La providence m'avait fait me garer juste à côté de sa voiture ; ce supermarché est il est vrai de petite taille et la providence n'a pas eu à beaucoup œuvrer pour permettre cette promiscuité. J'étais donc idéalement placé pour observer notre homme et repérer, pourquoi pas, un signe pouvant témoigner de ses périples, ceux qui devaient déjà forger sa légende et les prochains, qui la conforteront.
Notre homme, appelons-le ainsi puisque son nom ne m'est pas connu (je ne vais pas me laisser aller à ce subterfuge d'écrivain qui consiste à nommer un homme de papier), notre homme donc... Pardon ? Ça vous perturbe que je l'appelle « notre homme » ? Vous préfèreriez que je lui donne un nom pouvant aller avec ses activités d'athlète de haut niveau ? Ça le rendrait plus vivant ? Bon... ça me chiffonne voyez-vous, mais c'est bien vous qui commandez, hein, puisque c'est le marché qui commande. Oh non, ce n'est pas moi qui le prétend, c'est la vérité éditoriale telle que figurant dans le contrat d'engagement signé (à contre-coeur) par chacun des collaborateurs du Dav'news, à part peut-être la Pétroleuse qui s'affranchit de tout, y compris de refaire le plein... Mais bon, c'est la crise et en temps de crise, on fait des concessions voyez-vous; c'est si dur de refuser le généreux cachet proposé par notre Président.
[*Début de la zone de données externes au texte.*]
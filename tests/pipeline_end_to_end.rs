use std::sync::Mutex;

use readalong_align::alignment::export::write_json;
use readalong_align::config::DnaConfig;
use readalong_align::text::convert::PRONUNCIATION_ATTR;
use readalong_align::{
    AlignConfig, AlignmentEngine, AlignmentError, AlignmentInput, Dictionary, DnaMethod,
    DnaSegment, Document, EngineSegment, Grammar, PreparedDocument, ReadAligner,
    ReadAlignerBuilder,
};

const RATE: u32 = 16_000;
const FRAME_RATE: f64 = 100.0;

/// Splits whatever audio it receives into equal windows, one per dictionary
/// entry, leaving two frames of silence on each side of every word.
struct EvenEngine {
    drop_last: bool,
    received: Mutex<Vec<Vec<f32>>>,
}

impl EvenEngine {
    fn new() -> Self {
        Self {
            drop_last: false,
            received: Mutex::new(Vec::new()),
        }
    }
}

impl AlignmentEngine for EvenEngine {
    fn align(
        &self,
        dictionary: &Dictionary,
        grammar: &Grammar,
        samples: &[f32],
        sample_rate_hz: u32,
    ) -> Result<Vec<EngineSegment>, AlignmentError> {
        assert_eq!(grammar.transitions().len(), dictionary.len());
        self.received
            .lock()
            .map_err(AlignmentError::engine)?
            .push(samples.to_vec());

        let frames = (samples.len() as f64 * FRAME_RATE / f64::from(sample_rate_hz)) as u64;
        let window = frames / dictionary.len() as u64;
        let mut segments = vec![EngineSegment::new("<sil>", 0, 2)];
        for (i, entry) in dictionary.entries().iter().enumerate() {
            let i = i as u64;
            segments.push(EngineSegment::new(
                entry.id.clone(),
                i * window + 2,
                (i + 1) * window - 2,
            ));
        }
        if self.drop_last {
            segments.pop();
        }
        Ok(segments)
    }
}

fn aligner(config: AlignConfig, engine: EvenEngine) -> ReadAligner {
    ReadAlignerBuilder::new(config)
        .with_engine(Box::new(engine))
        .build()
        .expect("build should succeed")
}

fn one_second() -> AlignmentInput {
    AlignmentInput {
        sample_rate_hz: RATE,
        samples: vec![0.5; RATE as usize],
    }
}

fn prepare(aligner: &ReadAligner, markup: &str) -> PreparedDocument {
    let doc = Document::parse(markup).expect("valid markup");
    aligner.prepare("story", &doc).expect("prepare should succeed")
}

fn bounds(output: &readalong_align::AlignmentOutput) -> Vec<(String, u64, u64)> {
    output
        .units
        .iter()
        .map(|unit| (unit.id.clone(), unit.start_ms, unit.end_ms))
        .collect()
}

fn span(id: &str, start: u64, end: u64) -> (String, u64, u64) {
    (id.to_string(), start, end)
}

fn dna_config(method: DnaMethod) -> AlignConfig {
    AlignConfig {
        do_not_align: Some(DnaConfig {
            segments: vec![DnaSegment::new(250, 500)],
            method,
        }),
        ..AlignConfig::default()
    }
}

#[test]
fn french_sentence_end_to_end() {
    let aligner = aligner(AlignConfig::default(), EvenEngine::new());
    let prepared = prepare(&aligner, r#"<s lang="fra">Bonjour! Comment ça va?</s>"#);
    assert!(prepared.report.all_valid);

    let doc = &prepared.document;
    let ids: Vec<&str> = doc
        .elements_with_tag("w")
        .filter_map(|id| doc.node(id).attribute("id"))
        .collect();
    assert_eq!(ids, ["s0w0", "s0w1", "s0w2", "s0w3"]);
    for id in doc.elements_with_tag("w") {
        assert!(doc.node(id).attribute(PRONUNCIATION_ATTR).is_some());
    }

    let output = aligner.align(&prepared, &one_second()).expect("alignment");
    assert_eq!(
        bounds(&output),
        [
            span("s0w0", 10, 250),
            span("s0w1", 250, 500),
            span("s0w2", 500, 750),
            span("s0w3", 750, 990)
        ]
    );
    assert_eq!(output.duration_ms, 1_000);

    let sentence = &output.tiers[1];
    assert_eq!(sentence.name, "Sentence");
    assert_eq!(sentence.intervals.len(), 1);
    assert_eq!(sentence.intervals[0].text, "Bonjour Comment ça va");
    assert_eq!(
        (sentence.intervals[0].start_ms, sentence.intervals[0].end_ms),
        (10, 990)
    );
}

#[test]
fn bare_mode_keeps_engine_boundaries() {
    let config = AlignConfig {
        bare: true,
        ..AlignConfig::default()
    };
    let aligner = aligner(config, EvenEngine::new());
    let prepared = prepare(&aligner, r#"<s lang="fra">Bonjour ça</s>"#);
    let output = aligner.align(&prepared, &one_second()).expect("alignment");
    assert_eq!(
        bounds(&output),
        [span("s0w0", 20, 480), span("s0w1", 520, 980)]
    );
}

#[test]
fn removed_dna_is_skipped_and_shifted_back() {
    let engine = EvenEngine::new();
    let aligner = ReadAlignerBuilder::new(dna_config(DnaMethod::Remove))
        .with_engine(Box::new(engine))
        .build()
        .expect("build should succeed");
    let prepared = prepare(&aligner, r#"<s lang="fra">Bonjour ça</s>"#);
    let output = aligner.align(&prepared, &one_second()).expect("alignment");
    // The first word is snapped out of the removed range and the gap across
    // it is not absorbed by either neighbour.
    assert_eq!(
        bounds(&output),
        [span("s0w0", 10, 250), span("s0w1", 500, 985)]
    );
}

#[test]
fn muted_dna_keeps_the_timeline() {
    let engine = EvenEngine::new();
    let config = dna_config(DnaMethod::Mute);
    let aligner = ReadAlignerBuilder::new(config)
        .with_engine(Box::new(engine))
        .build()
        .expect("build should succeed");
    let prepared = prepare(&aligner, r#"<s lang="fra">Bonjour ça</s>"#);
    let output = aligner.align(&prepared, &one_second()).expect("alignment");
    assert_eq!(output.units.len(), 2);
    assert_eq!(output.units[0].start_ms, 10);
    assert_eq!(output.units[1].end_ms, 990);
}

#[test]
fn muted_dna_audio_reaches_the_engine_zeroed() {
    let engine = std::sync::Arc::new(EvenEngine::new());

    struct Shared(std::sync::Arc<EvenEngine>);
    impl AlignmentEngine for Shared {
        fn align(
            &self,
            dictionary: &Dictionary,
            grammar: &Grammar,
            samples: &[f32],
            sample_rate_hz: u32,
        ) -> Result<Vec<EngineSegment>, AlignmentError> {
            self.0.align(dictionary, grammar, samples, sample_rate_hz)
        }
    }

    let aligner = ReadAlignerBuilder::new(dna_config(DnaMethod::Mute))
        .with_engine(Box::new(Shared(engine.clone())))
        .build()
        .expect("build should succeed");
    let prepared = prepare(&aligner, r#"<s lang="fra">Bonjour ça</s>"#);
    aligner.align(&prepared, &one_second()).expect("alignment");

    let received = engine.received.lock().expect("lock");
    assert_eq!(received.len(), 1);
    let audio = &received[0];
    assert_eq!(audio.len(), RATE as usize);
    assert!(audio[4_000..8_000].iter().all(|&s| s == 0.0));
    assert_eq!(audio[3_999], 0.5);
    assert_eq!(audio[8_000], 0.5);
}

#[test]
fn anchors_restrict_the_audio_of_each_sequence() {
    let aligner = aligner(AlignConfig::default(), EvenEngine::new());
    let prepared = prepare(
        &aligner,
        r#"<s lang="fra"><anchor time="0.5s"/>Bonjour ça</s>"#,
    );
    let output = aligner.align(&prepared, &one_second()).expect("alignment");
    // The anchor is a hard boundary: the first word does not reach back
    // before it.
    assert_eq!(
        bounds(&output),
        [span("s0w0", 500, 750), span("s0w1", 750, 990)]
    );
}

#[test]
fn missing_segment_is_an_alignment_mismatch() {
    let engine = EvenEngine {
        drop_last: true,
        received: Mutex::new(Vec::new()),
    };
    let aligner = aligner(AlignConfig::default(), engine);
    let prepared = prepare(&aligner, r#"<s lang="fra">Bonjour ça</s>"#);
    let err = aligner.align(&prepared, &one_second()).unwrap_err();
    assert!(
        matches!(err, AlignmentError::AlignmentMismatch { .. }),
        "unexpected error: {err}"
    );
}

#[test]
fn invalid_conversion_aborts_by_default() {
    let aligner = aligner(AlignConfig::default(), EvenEngine::new());
    let doc = Document::parse(r#"<s lang="zzz">hello</s>"#).expect("valid markup");
    let err = aligner.prepare("story", &doc).unwrap_err();
    match err {
        AlignmentError::ConversionFailed { unit_ids } => assert_eq!(unit_ids, ["s0w0"]),
        other => panic!("unexpected error: {other}"),
    }
}

#[test]
fn invalid_conversion_can_be_tolerated() {
    let config = AlignConfig {
        abort_on_invalid_g2p: false,
        ..AlignConfig::default()
    };
    let aligner = aligner(config, EvenEngine::new());
    let doc = Document::parse(r#"<s lang="zzz">hello</s>"#).expect("valid markup");
    let prepared = aligner.prepare("story", &doc).expect("prepare");
    assert!(!prepared.report.all_valid);
    assert_eq!(prepared.report.invalid_units, ["s0w0"]);
}

#[test]
fn unit_inside_do_not_align_markup_is_structural() {
    let aligner = aligner(AlignConfig::default(), EvenEngine::new());
    let doc = Document::parse(
        r#"<s lang="fra">Bonjour <p do-not-align="true"><w>ça</w></p></s>"#,
    )
    .expect("valid markup");
    let err = aligner.prepare("story", &doc).unwrap_err();
    assert!(matches!(err, AlignmentError::Structural { .. }), "{err}");
}

#[test]
fn aligning_without_an_engine_is_rejected() {
    let aligner = ReadAlignerBuilder::new(AlignConfig::default())
        .build()
        .expect("build should succeed");
    let prepared = prepare(&aligner, r#"<s lang="fra">Bonjour</s>"#);
    let err = aligner.align(&prepared, &one_second()).unwrap_err();
    assert!(matches!(err, AlignmentError::InvalidInput { .. }));
}

#[test]
fn align_document_annotates_units_and_exports() {
    let aligner = aligner(AlignConfig::default(), EvenEngine::new());
    let prepared = prepare(&aligner, r#"<s lang="fra">Bonjour ça</s>"#);
    let (annotated, output) = aligner
        .align_document(&prepared, &one_second())
        .expect("alignment");

    let first = annotated.find_by_id("s0w0").expect("unit present");
    assert_eq!(annotated.node(first).attribute("time"), Some("0.010"));
    assert_eq!(annotated.node(first).attribute("dur"), Some("0.490"));

    let dir = tempfile::tempdir().expect("temp dir");
    let path = dir.path().join("story.json");
    write_json(&path, &output).expect("export");
    let json: serde_json::Value =
        serde_json::from_str(&std::fs::read_to_string(&path).expect("read")).expect("json");
    assert_eq!(json["meta"]["unit_count"], 2);
    assert_eq!(json["tiers"][0]["name"], "Word");
}

#[test]
fn dictionary_and_grammar_files_for_a_prepared_document() {
    let aligner = aligner(AlignConfig::default(), EvenEngine::new());
    let prepared = prepare(&aligner, r#"<s lang="fra">Bonjour ça</s>"#);
    let dictionary = aligner.dictionary(&prepared).expect("dictionary");
    assert_eq!(
        dictionary.to_dict_string(),
        "s0w0\tB AO N ZH UW R\ns0w1\tS AA\n"
    );
    let grammar = aligner.grammar(&prepared).expect("grammar");
    assert!(grammar.to_fsg_string().starts_with("FSG_BEGIN story\n"));
}

#[test]
fn decomposed_and_precomposed_text_convert_alike() {
    let aligner = aligner(AlignConfig::default(), EvenEngine::new());
    let composed = prepare(&aligner, "<s lang=\"fra\">\u{e7}a</s>");
    let decomposed = prepare(&aligner, "<s lang=\"fra\">c\u{327}a</s>");
    assert!(composed.report.all_valid);
    assert!(decomposed.report.all_valid);

    let pronunciation = |prepared: &PreparedDocument| {
        let doc = &prepared.document;
        let unit = doc.elements_with_tag("w").next().expect("one unit");
        doc.node(unit).attribute(PRONUNCIATION_ATTR).map(str::to_string)
    };
    assert_eq!(pronunciation(&composed), Some("S AA".to_string()));
    assert_eq!(pronunciation(&decomposed), pronunciation(&composed));
}

#[test]
fn lexicon_misses_fall_back_to_the_next_language() {
    let dir = tempfile::tempdir().expect("temp dir");
    std::fs::write(dir.path().join("lex.dict"), "HELLO\tHH AH0 L OW1\n").expect("write lexicon");
    std::fs::write(
        dir.path().join("lex.json"),
        r#"{"lang": "lex", "lexicon": "lex.dict"}"#,
    )
    .expect("write language file");

    let config = AlignConfig {
        g2p_fallbacks: vec!["fra".to_string()],
        ..AlignConfig::default()
    };
    let aligner = ReadAlignerBuilder::new(config)
        .with_language_dir(dir.path())
        .build()
        .expect("build should succeed");
    let prepared = prepare(&aligner, r#"<s lang="lex">Hello ça</s>"#);
    assert!(prepared.report.all_valid);
    assert_eq!(prepared.report.fallback_units, 1);

    let dictionary = aligner.dictionary(&prepared).expect("dictionary");
    assert_eq!(
        dictionary.to_dict_string(),
        "s0w0\tHH AH0 L OW1\ns0w1\tS AA\n"
    );
}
Le contrat stipule donc clairement qu'il nous faut « développer un lectorat CSP+ 35-45 ans, urbains et péri-urbains, en abordant des sujets qui répondent à leurs préoccupations et à leurs attentes ».
Je suis donc bien poussé contractuellement à répondre à votre attente. Vous voulez que je nomme notre homme ? Soit, nommons-le : je vous propose de choisir entre Edmund, en hommage à Edmund Hillary, ce célèbre alpiniste et explorateur néo-zélandais né le 20 juillet 1919 à Tuakau et mort le 11 janvier 2008 à Auckland, ou Roger, comme le non moins célèbre Roger Frison-Roche, explorateur et écrivain né à Paris le 10 février 1906 et mort à Chamonix-Mont-Blanc le 17 décembre 1999, où il est enterré; Frison roche est le célèbre auteur de « Premier de cordée ». Vous voulez voter peut-être ? N'hésitez surtout pas, j'allais dire « ne vous gênez pas ». Je suis là pour vous servir et si je peux vous aider à illustrer votre écran vide, à éclairer votre lanterne basse consommation, à alimenter votre imagerie d'Epinal, sonnez-moi... Donc ? Roger ? Edmund ? Va pour Edmund ! Par 3 voix contre 2 à Roger (notre lectorat se développe !)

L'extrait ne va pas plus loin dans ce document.